Connaissez-vous la « la vergüenza ajena » ?
Cet espagnol intraduisible (« la honte d’autrui » ne voudrait rien dire) désigne
le malaise que l’on ressent en face de quelqu’un qui se tient mal.
J’ai subi, me pardonnera-t-on de le dire ?
la « vergüenza ajena » en lisant ce livre où l'hypertrophie de la
première personne du singulier se manifeste ingénument. Bien que je sois un lecteur endurant,
il m'est
tombé des mains à la page 120. Si l'on veut savoir ce qu'il en est
du climat, mieux vaut lire L'avenir climatique
et
Le plein s'il vous plaît.
* *
« Ma vérité sur la planète », annonce
Allègre
sur la page de couverture – et pour que l’on sache bien que c’est SA
vérité, le possessif « Ma » est imprimé en écriture manuscrite.

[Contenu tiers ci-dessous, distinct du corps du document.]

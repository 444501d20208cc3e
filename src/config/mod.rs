// Copyright 2024 FastLabs Developers
//
// Licensed under the Apache License, Version 2.0 (the "License");
// you may not use this file except in compliance with the License.
// You may obtain a copy of the License at
//
//     http://www.apache.org/licenses/LICENSE-2.0
//
// Unless required by applicable law or agreed to in writing, software
// distributed under the License is distributed on an "AS IS" BASIS,
// WITHOUT WARRANTIES OR CONDITIONS OF ANY KIND, either express or implied.
// See the License for the specific language governing permissions and
// limitations under the License.

//! Validated, immutable logging configurations.
//!
//! A [`Configuration`] owns its sinks and its logger registry. It is built once by a
//! [`ConfigurationBuilder`] and never changes afterwards; reconfiguring means building a new
//! one and swapping it in through a [`LoggerContext`](crate::LoggerContext). Sinks are closed
//! when the configuration is dropped.

use std::fmt;

use crate::Error;
use crate::Layout;
use crate::Sink;
use crate::error::ConfigError;
use crate::error::LogError;
use crate::error::SinkError;
use crate::layout::date::timezone_name;
use crate::logger::Registry;
use crate::record::Level;
use crate::record::Record;
use crate::trap::Trap;

mod builder;
mod spec;

pub use self::builder::ConfigurationBuilder;
pub use self::spec::ConfigSpec;
pub use self::spec::LoggerSpec;
pub use self::spec::SinkKind;
pub use self::spec::SinkSpec;
pub use crate::logger::LoggerConfig;

#[derive(Debug)]
pub(crate) struct NamedSink {
    pub(crate) name: String,
    pub(crate) sink: Box<dyn Sink>,
}

/// A validated set of sinks and logger nodes.
pub struct Configuration {
    name: Option<String>,
    sinks: Vec<NamedSink>,
    registry: Registry,
    trap: Box<dyn Trap>,
}

impl fmt::Debug for Configuration {
    fn fmt(&self, f: &mut fmt::Formatter<'_>) -> fmt::Result {
        f.debug_struct("Configuration")
            .field("name", &self.name)
            .field("sinks", &self.sinks)
            .field("registry", &self.registry)
            .finish_non_exhaustive()
    }
}

impl Configuration {
    /// Returns a new builder.
    pub fn builder() -> ConfigurationBuilder {
        ConfigurationBuilder::default()
    }

    /// The name given by [`ConfigurationBuilder::name`].
    pub fn name(&self) -> Option<&str> {
        self.name.as_deref()
    }

    /// The logger nodes of this configuration.
    pub fn registry(&self) -> &Registry {
        &self.registry
    }

    /// The sink registered under `name`.
    pub fn sink(&self, name: &str) -> Option<&dyn Sink> {
        self.sinks
            .iter()
            .find(|s| s.name == name)
            .map(|s| s.sink.as_ref())
    }

    /// The names of every sink, in registration order.
    pub fn sink_names(&self) -> impl Iterator<Item = &str> {
        self.sinks.iter().map(|s| s.name.as_str())
    }

    /// Whether a record at `level` emitted to `logger` passes its resolved node.
    pub fn enabled(&self, logger: &str, level: Level) -> bool {
        self.registry.resolve(logger).level().test(level)
    }

    /// Route `record` to the sinks of its logger node and of the additive ancestors it passes.
    ///
    /// A node whose threshold rejects the record ends the walk. Every selected sink is tried
    /// even if an earlier one fails; the failures are returned together.
    pub fn dispatch(&self, record: &Record) -> Result<(), LogError> {
        let mut errors = vec![];
        let mut node = Some(self.registry.resolve(record.logger()));
        while let Some(current) = node {
            if !current.level().test(record.level()) {
                break;
            }

            for &index in &current.sink_indices {
                let NamedSink { name, sink } = &self.sinks[index];
                if let Err(error) = sink.append(record) {
                    errors.push(SinkError {
                        sink: name.clone(),
                        error,
                    });
                }
            }

            node = if current.is_additive() {
                self.registry.parent(current)
            } else {
                None
            };
        }

        if errors.is_empty() {
            Ok(())
        } else {
            Err(LogError::Sinks(errors))
        }
    }

    /// Eagerly acquire the resources of every sink.
    pub fn open(&self) -> Result<(), LogError> {
        self.for_each_sink(|sink| sink.open())
    }

    /// Flush every sink.
    pub fn flush(&self) -> Result<(), LogError> {
        self.for_each_sink(|sink| sink.flush())
    }

    /// Describe this configuration as data.
    ///
    /// Fails with [`ConfigError::NotDescribable`] if a sink is not one of the built-in kinds, its
    /// layout has no pattern, or its time zone has neither an IANA name nor a whole-minute offset.
    pub fn to_spec(&self) -> Result<ConfigSpec, ConfigError> {
        let sinks = self
            .sinks
            .iter()
            .map(|NamedSink { name, sink }| {
                let not_describable = || ConfigError::NotDescribable(name.clone());
                let kind = sink.describe().ok_or_else(not_describable)?;
                let layout = sink.layout();
                let pattern = layout.pattern().ok_or_else(not_describable)?;
                let timezone = match layout.timezone() {
                    Some(tz) => Some(timezone_name(tz).ok_or_else(not_describable)?),
                    None => None,
                };
                Ok(SinkSpec {
                    name: name.clone(),
                    kind,
                    pattern: Some(pattern.to_string()),
                    timezone,
                })
            })
            .collect::<Result<Vec<_>, ConfigError>>()?;

        let loggers = self
            .registry
            .iter()
            .map(|node| LoggerSpec {
                name: node.name().to_string(),
                level: node.level(),
                sinks: node.sinks().to_vec(),
                additive: node.additive_flag(),
            })
            .collect();

        Ok(ConfigSpec {
            name: self.name.clone(),
            sinks,
            loggers,
        })
    }

    fn for_each_sink(&self, f: impl Fn(&dyn Sink) -> Result<(), Error>) -> Result<(), LogError> {
        let errors = self
            .sinks
            .iter()
            .filter_map(|NamedSink { name, sink }| {
                f(sink.as_ref()).err().map(|error| SinkError {
                    sink: name.clone(),
                    error,
                })
            })
            .collect::<Vec<_>>();

        if errors.is_empty() {
            Ok(())
        } else {
            Err(LogError::Sinks(errors))
        }
    }
}

impl Drop for Configuration {
    fn drop(&mut self) {
        for NamedSink { name, sink } in &self.sinks {
            if let Err(err) = sink.close() {
                let err = Error::new("failed to close sink")
                    .with_context("sink", name)
                    .with_source(err);
                self.trap.trap(&err);
            }
        }
    }
}
// Copyright 2024 FastLabs Developers
//
// Licensed under the Apache License, Version 2.0 (the "License");
// you may not use this file except in compliance with the License.
// You may obtain a copy of the License at
//
//     http://www.apache.org/licenses/LICENSE-2.0
//
// Unless required by applicable law or agreed to in writing, software
// distributed under the License is distributed on an "AS IS" BASIS,
// WITHOUT WARRANTIES OR CONDITIONS OF ANY KIND, either express or implied.
// See the License for the specific language governing permissions and
// limitations under the License.

use std::fmt::Write;

use jiff::Zoned;

use crate::layout::date::DatePattern;

const DEFAULT_FILE_DATE_PATTERN: &str = "yyyy-MM-dd";

#[derive(Debug, Clone)]
enum Piece {
    Literal(String),
    Date(DatePattern),
    Index,
}

/// The template archived files are renamed to, e.g. `app-%d{MM-dd-yy-HH-mm-ss}.%i.log`.
///
/// `%d{..}` renders the time of the closed period, `%i` a counter starting at 1 and `%%` a
/// percent sign. Everything else is literal.
#[derive(Debug, Clone)]
pub(crate) struct FilePattern {
    source: String,
    pieces: Vec<Piece>,
}

impl FilePattern {
    pub(crate) fn parse(source: impl Into<String>) -> FilePattern {
        let source = source.into();
        let mut pieces = vec![];
        let mut literal = String::new();
        let mut rest = source.as_str();

        while let Some(pos) = rest.find('%') {
            literal.push_str(&rest[..pos]);
            let token = &rest[pos..];

            let (piece, consumed) = if let Some(after) = token.strip_prefix("%d{") {
                match after.find('}') {
                    Some(close) => (
                        Some(Piece::Date(DatePattern::parse(&after[..close]))),
                        3 + close + 1,
                    ),
                    None => (None, token.len()),
                }
            } else if token.starts_with("%d") {
                (
                    Some(Piece::Date(DatePattern::parse(DEFAULT_FILE_DATE_PATTERN))),
                    2,
                )
            } else if token.starts_with("%i") {
                (Some(Piece::Index), 2)
            } else if token.starts_with("%%") {
                literal.push('%');
                (None, 0)
            } else {
                (None, 1)
            };

            match piece {
                Some(piece) => {
                    if !literal.is_empty() {
                        pieces.push(Piece::Literal(std::mem::take(&mut literal)));
                    }
                    pieces.push(piece);
                    rest = &token[consumed..];
                }
                None if consumed == 0 => rest = &token[2..],
                None => {
                    literal.push_str(&token[..consumed]);
                    rest = &token[consumed..];
                }
            }
        }

        literal.push_str(rest);
        if !literal.is_empty() {
            pieces.push(Piece::Literal(literal));
        }

        FilePattern { source, pieces }
    }

    pub(crate) fn as_str(&self) -> &str {
        &self.source
    }

    pub(crate) fn has_index(&self) -> bool {
        self.pieces.iter().any(|p| matches!(p, Piece::Index))
    }

    pub(crate) fn render(&self, time: &Zoned, index: usize) -> String {
        let mut out = String::new();
        for piece in &self.pieces {
            match piece {
                Piece::Literal(lit) => out.push_str(lit),
                Piece::Date(date) => date.render(time, &mut out),
                // SAFETY: write to a string always succeeds
                Piece::Index => write!(&mut out, "{index}").unwrap(),
            }
        }
        out
    }
}

#[cfg(test)]
mod tests {
    use std::str::FromStr;

    use super::*;

    fn time() -> Zoned {
        Zoned::from_str("2022-01-09T19:31:05[UTC]").unwrap()
    }

    #[test]
    fn test_render_date_and_index() {
        let pattern = FilePattern::parse("logs/app-%d{MM-dd-yy-HH-mm-ss}.%i.log");
        assert!(pattern.has_index());
        assert_eq!(
            pattern.render(&time(), 3),
            "logs/app-01-09-22-19-31-05.3.log"
        );
    }

    #[test]
    fn test_render_defaults_and_literals() {
        let pattern = FilePattern::parse("rolling-%d.log.gz");
        assert!(!pattern.has_index());
        assert_eq!(pattern.render(&time(), 1), "rolling-2022-01-09.log.gz");

        let pattern = FilePattern::parse("100%%-%x-%d{yy");
        assert_eq!(pattern.render(&time(), 1), "100%-%x-%d{yy");
        assert_eq!(pattern.as_str(), "100%%-%x-%d{yy");
    }
}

Le premier chapitre commence par un
« Je » : « J’aime la Terre », dit-il ; suit le récit de sa vie. Il connaît la
planète parce qu’il a beaucoup voyagé : dans le Sud marocain il a « dû manger du
thon en conserve pendant cinq jours » (p. 14) ; il a « dormi dans le cratère
d’un volcan en éruption » (sic, p. 14) ; il a rencontré des Tibétaines « très
hardies dans leurs rapports avec les hommes » (p. 18). Bref : Allègre, c'est
Superman.
De telles expériences l’autorisent à être
aussi péremptoire en ce qui concerne le climat qu’il ne le fut naguère en
physique à propos de la chute des corps (voir « L'illettrisme de l'aristocratie médiatique »)

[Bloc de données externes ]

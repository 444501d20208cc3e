// Copyright 2024 FastLabs Developers
//
// Licensed under the Apache License, Version 2.0 (the "License");
// you may not use this file except in compliance with the License.
// You may obtain a copy of the License at
//
//     http://www.apache.org/licenses/LICENSE-2.0
//
// Unless required by applicable law or agreed to in writing, software
// distributed under the License is distributed on an "AS IS" BASIS,
// WITHOUT WARRANTIES OR CONDITIONS OF ANY KIND, either express or implied.
// See the License for the specific language governing permissions and
// limitations under the License.

//! Declarative descriptions of a configuration.

use std::num::NonZeroU64;
use std::num::NonZeroUsize;
use std::path::PathBuf;

use serde::Deserialize;
use serde::Serialize;

use crate::Error;
use crate::Sink;
use crate::config::Configuration;
use crate::config::ConfigurationBuilder;
use crate::config::LoggerConfig;
use crate::error::ConfigError;
use crate::layout::PatternLayout;
use crate::layout::date::parse_timezone;
use crate::record::LevelFilter;
use crate::sink::Console;
use crate::sink::ConsoleTarget;
use crate::sink::File;
use crate::sink::RollingFileBuilder;
use crate::sink::Rotation;
use crate::sink::rolling::parse_size;

/// A whole configuration as data.
///
/// # Examples
///
/// ```
/// use logroute::config::ConfigSpec;
///
/// let spec = ConfigSpec::from_json(
///     r#"{
///         "name": "DefaultLogger",
///         "sinks": [
///             {
///                 "name": "stdout",
///                 "kind": "console",
///                 "pattern": "%d %-5level %logger: %msg%n",
///                 "timezone": "UTC"
///             }
///         ],
///         "loggers": [
///             { "level": "ERROR", "sinks": ["stdout"] },
///             { "name": "com.service", "level": "DEBUG", "sinks": ["stdout"], "additive": false }
///         ]
///     }"#,
/// )
/// .unwrap();
/// let config = spec.build().unwrap();
/// assert_eq!(config.name(), Some("DefaultLogger"));
/// assert_eq!(config.registry().len(), 2);
/// ```
#[derive(Debug, Default, Clone, PartialEq, Eq, Serialize, Deserialize)]
pub struct ConfigSpec {
    /// An optional name for the configuration.
    #[serde(default, skip_serializing_if = "Option::is_none")]
    pub name: Option<String>,
    /// Every named sink, in registration order.
    #[serde(default)]
    pub sinks: Vec<SinkSpec>,
    /// Every logger node. The root logger has the empty name.
    #[serde(default)]
    pub loggers: Vec<LoggerSpec>,
}

/// A named sink with its kind, attributes and pattern.
#[derive(Debug, Clone, PartialEq, Eq, Serialize, Deserialize)]
pub struct SinkSpec {
    pub name: String,
    #[serde(flatten)]
    pub kind: SinkKind,
    /// The conversion pattern, [`DEFAULT_PATTERN`](crate::layout::DEFAULT_PATTERN) if absent.
    #[serde(default, skip_serializing_if = "Option::is_none")]
    pub pattern: Option<String>,
    /// The time zone of `%d`: an IANA name such as `Asia/Tokyo`, or an offset such as `+09:00`.
    /// The system time zone if absent.
    #[serde(default, skip_serializing_if = "Option::is_none")]
    pub timezone: Option<String>,
}

/// The built-in sink kinds and their attributes.
#[derive(Debug, Clone, PartialEq, Eq, Serialize, Deserialize)]
#[serde(tag = "kind", rename_all = "kebab-case")]
pub enum SinkKind {
    /// See [`Console`].
    Console {
        #[serde(default)]
        target: ConsoleTarget,
    },
    /// See [`File`].
    File {
        path: PathBuf,
        #[serde(default = "default_true")]
        append: bool,
    },
    /// See [`RollingFile`](crate::sink::RollingFile).
    RollingFile {
        path: PathBuf,
        file_pattern: String,
        /// A size such as `"10MB"`, see [`parse_size`].
        #[serde(default, skip_serializing_if = "Option::is_none")]
        max_size: Option<String>,
        #[serde(default)]
        rotation: Rotation,
        #[serde(default, skip_serializing_if = "Option::is_none")]
        max_archives: Option<usize>,
    },
}

/// A logger node as data.
#[derive(Debug, Clone, PartialEq, Eq, Serialize, Deserialize)]
pub struct LoggerSpec {
    /// The dotted name; empty for the root logger.
    #[serde(default)]
    pub name: String,
    pub level: LevelFilter,
    #[serde(default)]
    pub sinks: Vec<String>,
    #[serde(default = "default_true")]
    pub additive: bool,
}

fn default_true() -> bool {
    true
}

impl SinkSpec {
    /// Instantiate the described sink. No resource is acquired.
    pub fn build(&self) -> Result<Box<dyn Sink>, ConfigError> {
        let mut layout = match &self.pattern {
            Some(pattern) => PatternLayout::new(pattern.as_str()),
            None => PatternLayout::default(),
        };
        if let Some(name) = &self.timezone {
            let tz = parse_timezone(name).map_err(|err| self.invalid("timezone", err))?;
            layout = layout.timezone(tz);
        }

        let sink: Box<dyn Sink> = match &self.kind {
            SinkKind::Console { target } => Console::new(*target).with_layout(layout).into(),
            SinkKind::File { path, append } => File::new(path)
                .append(*append)
                .with_layout(layout)
                .into(),
            SinkKind::RollingFile {
                path,
                file_pattern,
                max_size,
                rotation,
                max_archives,
            } => {
                if file_pattern.is_empty() {
                    return Err(self.invalid("file_pattern", "must not be empty"));
                }

                let mut builder = RollingFileBuilder::new(path, file_pattern.as_str())
                    .layout(layout)
                    .rotation(*rotation);
                if let Some(max_size) = max_size {
                    let bytes = parse_size(max_size).map_err(|err| self.invalid("max_size", err))?;
                    let bytes = NonZeroU64::new(bytes)
                        .ok_or_else(|| self.invalid("max_size", "must be greater than zero"))?;
                    builder = builder.rollover_size(bytes);
                }
                if let Some(max_archives) = max_archives {
                    let n = NonZeroUsize::new(*max_archives)
                        .ok_or_else(|| self.invalid("max_archives", "must be greater than zero"))?;
                    builder = builder.max_archives(n);
                }
                builder.build().into()
            }
        };
        Ok(sink)
    }

    fn invalid(&self, attribute: &'static str, reason: impl Into<String>) -> ConfigError {
        ConfigError::InvalidAttribute {
            sink: self.name.clone(),
            attribute,
            reason: reason.into(),
        }
    }
}

impl From<LoggerSpec> for LoggerConfig {
    fn from(spec: LoggerSpec) -> Self {
        spec.sinks
            .into_iter()
            .fold(LoggerConfig::new(spec.name, spec.level), |logger, sink| {
                logger.sink(sink)
            })
            .additive(spec.additive)
    }
}

impl ConfigSpec {
    /// Parse a spec from JSON.
    pub fn from_json(json: &str) -> Result<ConfigSpec, Error> {
        serde_json::from_str(json)
            .map_err(|err| Error::new("failed to parse configuration").with_source(err))
    }

    /// Render this spec as pretty printed JSON.
    pub fn to_json(&self) -> Result<String, Error> {
        serde_json::to_string_pretty(self)
            .map_err(|err| Error::new("failed to render configuration").with_source(err))
    }

    /// Build and validate the described configuration.
    pub fn build(self) -> Result<Configuration, ConfigError> {
        ConfigurationBuilder::from(self).build()
    }
}

impl From<ConfigSpec> for ConfigurationBuilder {
    fn from(spec: ConfigSpec) -> Self {
        let mut builder = ConfigurationBuilder::default();
        if let Some(name) = spec.name {
            builder = builder.name(name);
        }
        let builder = spec
            .sinks
            .into_iter()
            .fold(builder, |builder, sink| builder.sink_spec(sink));
        spec.loggers
            .into_iter()
            .fold(builder, |builder, logger| builder.logger(logger.into()))
    }
}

et qu’il ne l’est aujourd’hui encore quand il affirme que « l’exponentielle
positive n’existe pas dans les phénomènes naturels » (p. 31). Les
explosions sont donc impossibles : voilà une bonne nouvelle pour ceux qui
craignent la bombe atomique.
Allègre est d’ailleurs aussi vertueux que
compétent : « Plein de principes éthiques que je croyais inviolables pour des
scientifiques, je vis des collègues – qui étaient aussi des concurrents –
utiliser la presse pour s’autopromouvoir, court-circuitant les travaux des
autres équipes, en particulier européennes, qu’ils laissaient dans l’ombre » (p.

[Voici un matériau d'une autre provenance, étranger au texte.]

// Copyright 2024 FastLabs Developers
//
// Licensed under the Apache License, Version 2.0 (the "License");
// you may not use this file except in compliance with the License.
// You may obtain a copy of the License at
//
//     http://www.apache.org/licenses/LICENSE-2.0
//
// Unless required by applicable law or agreed to in writing, software
// distributed under the License is distributed on an "AS IS" BASIS,
// WITHOUT WARRANTIES OR CONDITIONS OF ANY KIND, either express or implied.
// See the License for the specific language governing permissions and
// limitations under the License.

use std::fmt::Write;

use jiff::Zoned;
use jiff::tz::Offset;
use jiff::tz::TimeZone;

/// The format used by `%d` without an option.
pub(crate) const DEFAULT_DATE_PATTERN: &str = "yyyy-MM-dd HH:mm:ss,SSS";

const ISO8601_DATE_PATTERN: &str = "yyyy-MM-ddTHH:mm:ss,SSS";

#[derive(Debug, Clone, PartialEq, Eq)]
enum DateItem {
    Year,
    ShortYear,
    Month,
    Day,
    Hour,
    Minute,
    Second,
    Millis,
    Literal(String),
}

/// A date pattern in the `yyyy-MM-dd HH:mm:ss,SSS` style.
///
/// Letters other than the recognized fields, and every other character, are copied verbatim.
/// `DEFAULT` and `ISO8601` are accepted as named patterns.
#[derive(Debug, Clone, PartialEq, Eq)]
pub(crate) struct DatePattern {
    items: Vec<DateItem>,
}

impl DatePattern {
    pub(crate) fn parse(pattern: &str) -> DatePattern {
        let pattern = match pattern {
            "DEFAULT" => DEFAULT_DATE_PATTERN,
            "ISO8601" => ISO8601_DATE_PATTERN,
            pattern => pattern,
        };

        let chars = pattern.chars().collect::<Vec<_>>();
        let mut items: Vec<DateItem> = vec![];
        let mut i = 0;
        while i < chars.len() {
            let c = chars[i];
            let mut run = 1;
            while i + run < chars.len() && chars[i + run] == c {
                run += 1;
            }

            let item = match c {
                'y' if run == 2 => Some(DateItem::ShortYear),
                'y' => Some(DateItem::Year),
                'M' => Some(DateItem::Month),
                'd' => Some(DateItem::Day),
                'H' => Some(DateItem::Hour),
                'm' => Some(DateItem::Minute),
                's' => Some(DateItem::Second),
                'S' => Some(DateItem::Millis),
                _ => None,
            };

            match item {
                Some(item) => {
                    items.push(item);
                    i += run;
                }
                None => {
                    if let Some(DateItem::Literal(lit)) = items.last_mut() {
                        lit.push(c);
                    } else {
                        items.push(DateItem::Literal(c.to_string()));
                    }
                    i += 1;
                }
            }
        }

        DatePattern { items }
    }

    pub(crate) fn render(&self, time: &Zoned, out: &mut String) {
        for item in &self.items {
            // SAFETY: write to a string always succeeds
            match item {
                DateItem::Year => write!(out, "{:04}", time.year()).unwrap(),
                DateItem::ShortYear => write!(out, "{:02}", time.year().rem_euclid(100)).unwrap(),
                DateItem::Month => write!(out, "{:02}", time.month()).unwrap(),
                DateItem::Day => write!(out, "{:02}", time.day()).unwrap(),
                DateItem::Hour => write!(out, "{:02}", time.hour()).unwrap(),
                DateItem::Minute => write!(out, "{:02}", time.minute()).unwrap(),
                DateItem::Second => write!(out, "{:02}", time.second()).unwrap(),
                DateItem::Millis => write!(out, "{:03}", time.millisecond()).unwrap(),
                DateItem::Literal(lit) => out.push_str(lit),
            }
        }
    }

    #[cfg(test)]
    fn format(&self, time: &Zoned) -> String {
        let mut out = String::new();
        self.render(time, &mut out);
        out
    }
}

/// The name `tz` is described by: its IANA name, or a fixed offset such as `+09:00`.
///
/// Returns `None` for zones that have neither, or an offset with seconds.
pub(crate) fn timezone_name(tz: &TimeZone) -> Option<String> {
    if let Some(name) = tz.iana_name() {
        return Some(name.to_string());
    }

    let seconds = tz.to_fixed_offset().ok()?.seconds();
    if seconds % 60 != 0 {
        return None;
    }
    let sign = if seconds < 0 { '-' } else { '+' };
    let minutes = seconds.unsigned_abs() / 60;
    Some(format!("{sign}{:02}:{:02}", minutes / 60, minutes % 60))
}

/// Parse a time zone written by [`timezone_name`]: `+HH:MM`, `-HH:MM` or an IANA name.
pub(crate) fn parse_timezone(name: &str) -> Result<TimeZone, String> {
    let Some(offset) = name.strip_prefix(['+', '-']) else {
        return TimeZone::get(name).map_err(|err| format!("unknown time zone {name:?}: {err}"));
    };

    let malformed = || format!("malformed offset {name:?}, expected +HH:MM");
    let (hours, minutes) = offset.split_once(':').ok_or_else(malformed)?;
    if hours.len() != 2 || minutes.len() != 2 {
        return Err(malformed());
    }
    let hours = hours.parse::<u8>().map_err(|_| malformed())?;
    let minutes = minutes.parse::<u8>().map_err(|_| malformed())?;
    if minutes >= 60 {
        return Err(malformed());
    }

    let mut seconds = i32::from(hours) * 3600 + i32::from(minutes) * 60;
    if name.starts_with('-') {
        seconds = -seconds;
    }
    let offset = Offset::from_seconds(seconds).map_err(|err| format!("{name:?}: {err}"))?;
    Ok(TimeZone::fixed(offset))
}

#[cfg(test)]
mod tests {
    use std::str::FromStr;

    use super::*;

    fn time() -> Zoned {
        Zoned::from_str("2022-01-09T19:31:05.042[UTC]").unwrap()
    }

    #[test]
    fn test_default_pattern() {
        let pattern = DatePattern::parse(DEFAULT_DATE_PATTERN);
        assert_eq!(pattern.format(&time()), "2022-01-09 19:31:05,042");
    }

    #[test]
    fn test_named_and_short_patterns() {
        assert_eq!(
            DatePattern::parse("ISO8601").format(&time()),
            "2022-01-09T19:31:05,042"
        );
        assert_eq!(
            DatePattern::parse("MM-dd-yy-HH-mm-ss").format(&time()),
            "01-09-22-19-31-05"
        );
        assert_eq!(DatePattern::parse("MM-dd-yy").format(&time()), "01-09-22");
    }

    #[test]
    fn test_timezone_names() {
        let tokyo = parse_timezone("+09:00").unwrap();
        assert_eq!(timezone_name(&tokyo).as_deref(), Some("+09:00"));
        let west = parse_timezone("-05:30").unwrap();
        assert_eq!(timezone_name(&west).as_deref(), Some("-05:30"));
        assert_eq!(
            time().timestamp().to_zoned(tokyo).hour(),
            4,
            "19:31Z is 04:31 the next day at +09:00"
        );

        for name in ["+9", "+09", "+09:60", "-0a:00", "+09:00:00"] {
            assert!(parse_timezone(name).is_err(), "{name}");
        }
        assert!(parse_timezone("Nowhere/Atlantis").is_err());
    }

    #[test]
    fn test_unknown_letters_are_literal() {
        assert_eq!(
            DatePattern::parse("yyyy 'at' HH").format(&time()),
            "2022 'at' 19"
        );
    }
}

16). N’avons-nous pourtant jamais vu, entendu, lu Allègre se pavaner dans les
médias ?
Que le changement climatique ne vous
inquiète pas : Allègre est optimiste pour l’avenir de l’humanité. « Tant
bien que mal, entre science, conscience et business, on arrive à conjurer les
menaces » (p. 38) : c’est sans doute ainsi qu’ont raisonné les habitants de
l’île de Pâques lorsqu’ils abattaient des arbres à tour de bras. Pour étayer
cette conclusion Allègre s’appuie sur des références douteuses : il n’a que
louanges pour
Yves Lenoir (p. 93 et 112),
André Fourçans (p. 113)
Bjorn Lomborg
(p. 60 et 113) et autres
Richard Lindzen (p. 68 et 118).
Ces personnes – et Allègre lui-même –
adoptent la posture du Héros qui, seul contre tous, proclame la Vérité face
au monde. Mais il ne suffit pas de nier les conclusions auxquelles s’est ralliée
la majorité des chercheurs pour avoir raison. N’est pas Galilée qui veut.
* *
Je souffre d’autant plus en lisant Allègre
que je suis d’accord avec lui sur le point le plus important : je réprouve, comme il le
fait, les slogans de la « décroissance » (p. 52) et je milite pour une « croissance
intelligente ». Mais rien n’est plus irritant que de voir la
position que l’on croit juste saccagée par un vaniteux maladroit.